Les trois composantes du mandat sont interdépendantes et les choix opérés au niveau des objectifs, ont des conséquences directes sur le périmètre et sur la destination, même si c’est souvent le périmètre qui est choisi en premier. Quatre grandes approches de l’évaluation peuvent être distinguées. Elles sont fortement liées à la maturité du système d’enseignement supérieur et de recherche (ESR) auquel elles s’appliquent.

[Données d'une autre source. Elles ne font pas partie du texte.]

//! Config module.

mod drivers;

use std::{env, str::FromStr};

pub use drivers::{ChatDriver, DriverError};

#[derive(Debug, Clone)]
pub struct ApiConfig {
    /// GitHub options.
    pub github: ApiGitHubConfig,
}

#[derive(Debug, Clone)]
pub struct ApiGitHubConfig {
    /// GitHub API connect timeout.
    pub connect_timeout: u64,
    /// GitHub API root URL.
    pub root_url: String,
    /// GitHub API personal token.
    pub token: String,
}

#[derive(Debug, Clone)]
pub struct ChatConfig {
    /// Chat driver, an invalid value is reported by the CLI configuration check.
    pub driver: Result<ChatDriver, DriverError>,
    /// Target channel ID.
    pub channel: String,
    /// How many channel messages are scanned when looking for an existing thread.
    pub history_limit: u32,
    /// Path to the JSON login -> chat account mapping.
    pub accounts_path: String,
    /// Slack options.
    pub slack: ChatSlackConfig,
}

#[derive(Debug, Clone)]
pub struct ChatSlackConfig {
    /// Slack API connect timeout.
    pub connect_timeout: u64,
    /// Slack Web API root URL.
    pub root_url: String,
    /// Slack bot token.
    pub token: String,
}

#[derive(Debug, Clone)]
pub struct SentryConfig {
    /// Sentry URL.
    pub url: String,
    /// Traces sample rate (between 0 and 1) for Sentry
    pub traces_sample_rate: f32,
}

#[derive(Debug, Clone)]
pub struct LoggingConfig {
    /// Use bunyan logging.
    pub use_bunyan: bool,
}

/// Notifier configuration.
#[derive(Debug, Clone)]
pub struct Config {
    /// Bot name.
    pub name: String,
    /// Repository path (`owner/name`).
    pub repository: String,
    /// Text shown when a pull request has no description.
    pub empty_body_warning: String,
    /// API options.
    pub api: ApiConfig,
    /// Chat options.
    pub chat: ChatConfig,
    /// Logging options.
    pub logging: LoggingConfig,
    /// Sentry options.
    pub sentry: SentryConfig,
    /// App version
    pub version: String,
}

impl Config {
    /// Create configuration from environment.
    pub fn from_env(version: String) -> Config {
        Config {
            name: env_to_str("PRNOTIFY_NAME", "prnotify"),
            repository: env_to_str("PRNOTIFY_REPOSITORY", &env_to_str("GITHUB_REPOSITORY", "")),
            empty_body_warning: env_to_str(
                "PRNOTIFY_EMPTY_BODY_WARNING",
                "No description provided.",
            ),
            api: ApiConfig {
                github: ApiGitHubConfig {
                    connect_timeout: env_to_u64("PRNOTIFY_API_GITHUB_CONNECT_TIMEOUT", 5000),
                    root_url: env_to_str("PRNOTIFY_API_GITHUB_ROOT_URL", "https://api.github.com"),
                    token: env_to_str("PRNOTIFY_API_GITHUB_TOKEN", ""),
                },
            },
            chat: ChatConfig {
                driver: ChatDriver::from_str(&env_to_str("PRNOTIFY_CHAT_DRIVER", "slack")),
                channel: env_to_str("PRNOTIFY_CHAT_CHANNEL", ""),
                history_limit: env_to_u32("PRNOTIFY_CHAT_HISTORY_LIMIT", 200),
                accounts_path: env_to_str("PRNOTIFY_CHAT_ACCOUNTS_PATH", ""),
                slack: ChatSlackConfig {
                    connect_timeout: env_to_u64("PRNOTIFY_CHAT_SLACK_CONNECT_TIMEOUT", 5000),
                    root_url: env_to_str("PRNOTIFY_CHAT_SLACK_ROOT_URL", "https://slack.com/api"),
                    token: env_to_str("PRNOTIFY_CHAT_SLACK_TOKEN", ""),
                },
            },
            logging: LoggingConfig {
                use_bunyan: env_to_bool("PRNOTIFY_LOGGING_USE_BUNYAN", false),
            },
            sentry: SentryConfig {
                url: env_to_str("PRNOTIFY_SENTRY_URL", ""),
                traces_sample_rate: env_to_f32("PRNOTIFY_SENTRY_TRACES_SAMPLE_RATE", 0.0),
            },
            version,
        }
    }

    pub fn from_env_no_version() -> Self {
        Self::from_env("0.0.0".into())
    }

    /// Split the configured repository path into owner and name.
    pub fn repository_components(&self) -> Option<(&str, &str)> {
        match self.repository.split_once('/') {
            Some((owner, name)) if !owner.is_empty() && !name.is_empty() && !name.contains('/') => {
                Some((owner, name))
            }
            _ => None,
        }
    }
}

fn env_to_u64(name: &str, default: u64) -> u64 {
    env::var(name)
        .map(|e| e.parse().unwrap_or(default))
        .unwrap_or(default)
}

fn env_to_u32(name: &str, default: u32) -> u32 {
    env::var(name)
        .map(|e| e.parse().unwrap_or(default))
        .unwrap_or(default)
}

fn env_to_f32(name: &str, default: f32) -> f32 {
    env::var(name)
        .map(|e| e.parse().unwrap_or(default))
        .unwrap_or(default)
}

fn env_to_bool(name: &str, default: bool) -> bool {
    env::var(name).map(|e| !e.is_empty()).unwrap_or(default)
}

fn env_to_str(name: &str, default: &str) -> String {
    env::var(name)
        .unwrap_or_else(|_e| default.to_string())
        .replace("\\n", "\n")
}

1- Une analyse basée sur la vérification de conformité

C’est la démarche la plus simple qui consiste à vérifier la mise en œuvre de modalités d’organisation des activités, de mesures ou dispositifs particuliers de gestion, d’outils de pilotage ou de suivi des résultats. L’évaluateur part d’un modèle identifié et vérifie la conformité de sa mise en œuvre par l’entité évaluée. C’est l’approche classique d’un Etat qui souhaite vérifier le déploiement sur le terrain de mesures réglementaires concernant l’organisation et les pratiques des établissements, afin de s’assurer de l’homogénéité et de la cohérence globale de son système d’ESR. L’approche peut être plus ou moins détaillée et normative en fonction du contexte du système d’ESR concerné. Elle est souvent adoptée par des systèmes très centralisés composés d’entités peu autonomes ou par des systèmes en phase de développement privilégiant des mécanismes de régulation pour garantir un socle minimal d’exigences pour leurs différentes entités.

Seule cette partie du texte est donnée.